Distinguishing N-Terminal Methylation from Near-Isobaric Modifications by Statistical Analysis of Mass Error Distributions of Fragment Ions

Abstract

alpha-N-Terminal methylation is an understudied post-translational modification involved in protein-protein or protein-DNA interactions. Its global profiling by mass spectrometry is challenging due to low abundance and interference from near-isobaric modifications like Nt-acetylation, even after N-terminome enrichment. To address this problem, we assume that a-, b-, and y-ions will exhibit different mass error distributions in MS2 spectra if falsely assigned to a near-isobaric Nt-modification. We exploit this statistically to correct the Nt-modification, a procedure we name the mass error test (MET). We confirmed the effectiveness of MET by manual inspection of chemically methylated BSA peptides.

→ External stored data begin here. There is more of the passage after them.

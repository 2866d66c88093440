//! Positional row access for the legacy header relabel.
//!
//! Unlike [`authoring`](super::authoring) and [`platform`](super::platform),
//! which match columns by header name, this path trusts column order: rows
//! are kept verbatim and only row 0 is inspected. Ragged rows are allowed.

use std::io::BufRead;

use csv::StringRecord;

use crate::{
    error::Error,
    formats::{AUTHORING_HEADER, PLATFORM_HEADER},
    traits::Parser,
};

/// Outcome of a [`RawTable::relabel`] call.
#[derive(Debug, Clone, PartialEq, Eq)]
pub enum HeaderStatus {
    /// Row 0 matched the authoring header and was replaced.
    Matched,
    /// Row 0 did not match; rows were left untouched. Carries the header
    /// that was found.
    Mismatched(Vec<String>),
    /// The table has no rows at all.
    Empty,
}

/// A CSV table held as raw rows, header included.
#[derive(Debug, Clone, Default, PartialEq, Eq)]
pub struct RawTable {
    pub rows: Vec<StringRecord>,
}

impl RawTable {
    pub fn is_empty(&self) -> bool {
        self.rows.is_empty()
    }

    /// Replaces the authoring header with the platform header, if and only
    /// if row 0 matches the authoring header exactly. On a mismatch the
    /// rows are left as read; the caller decides whether to warn.
    pub fn relabel(&mut self) -> HeaderStatus {
        let Some(first) = self.rows.first_mut() else {
            return HeaderStatus::Empty;
        };
        if first.iter().eq(AUTHORING_HEADER.iter().copied()) {
            *first = StringRecord::from(PLATFORM_HEADER.to_vec());
            HeaderStatus::Matched
        } else {
            HeaderStatus::Mismatched(first.iter().map(String::from).collect())
        }
    }
}

impl Parser for RawTable {
    /// Parse from any reader, keeping every row verbatim.
    fn from_reader<R: BufRead>(reader: R) -> Result<Self, Error> {
        let mut rdr = csv::ReaderBuilder::new()
            .has_headers(false)
            .flexible(true)
            .from_reader(reader);
        let mut rows = Vec::new();
        for result in rdr.records() {
            rows.push(result?);
        }
        Ok(RawTable { rows })
    }

    /// Write to any writer (file, memory, etc.).
    fn to_writer<W: std::io::Write>(&self, writer: W) -> Result<(), Error> {
        let mut wtr = csv::WriterBuilder::new().flexible(true).from_writer(writer);
        for row in &self.rows {
            wtr.write_record(row)?;
        }
        wtr.flush()?;
        Ok(())
    }
}

#[cfg(test)]
mod tests {
    use super::*;
    use indoc::indoc;

    #[test]
    fn test_relabel_matching_header() {
        let csv_content = indoc! {"
            Key,SourceString,Comment
            greet,Hello,greeting
        "};
        let mut table = RawTable::from_str(csv_content).unwrap();
        assert_eq!(table.relabel(), HeaderStatus::Matched);

        let mut output = Vec::new();
        table.to_writer(&mut output).unwrap();
        assert_eq!(
            String::from_utf8(output).unwrap(),
            "source,target,developer_comments\ngreet,Hello,greeting\n"
        );
    }

    #[test]
    fn test_relabel_mismatched_header_leaves_rows_untouched() {
        let csv_content = indoc! {"
            Identifier,Text,Note
            greet,Hello,greeting
        "};
        let mut table = RawTable::from_str(csv_content).unwrap();
        let status = table.relabel();
        assert_eq!(
            status,
            HeaderStatus::Mismatched(vec![
                "Identifier".to_string(),
                "Text".to_string(),
                "Note".to_string()
            ])
        );

        let mut output = Vec::new();
        table.to_writer(&mut output).unwrap();
        assert_eq!(String::from_utf8(output).unwrap(), csv_content);
    }

    #[test]
    fn test_relabel_empty_table() {
        let mut table = RawTable::from_str("").unwrap();
        assert!(table.is_empty());
        assert_eq!(table.relabel(), HeaderStatus::Empty);
    }

    #[test]
    fn test_ragged_rows_are_preserved() {
        let csv_content = "Key,SourceString,Comment\ngreet,Hello\nbye,Goodbye,farewell,extra\n";
        let mut table = RawTable::from_str(csv_content).unwrap();
        assert_eq!(table.relabel(), HeaderStatus::Matched);
        assert_eq!(table.rows.len(), 3);
        assert_eq!(table.rows[1].len(), 2);
        assert_eq!(table.rows[2].len(), 4);

        let mut output = Vec::new();
        table.to_writer(&mut output).unwrap();
        assert_eq!(
            String::from_utf8(output).unwrap(),
            "source,target,developer_comments\ngreet,Hello\nbye,Goodbye,farewell,extra\n"
        );
    }
}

MET was further confirmed by comparing a- and b-ion proportions and predicted retention times between Nt-methylation and Nt-acetylation in chemically modified cell lysates. We applied MET to potentially Nt-methylated spectra from a repurposed dataset and reassigned the correct Nt-modification. By implementing MET on the HCT116 N-terminome, we were able to reassign Nt-modified PSMs with a net change of similar to 17.1% reduction in falsely assigned Nt-trimethyl PSMs. These results indicate that MET is a useful tool for the detection of Nt-methylated proteins in complex proteomes.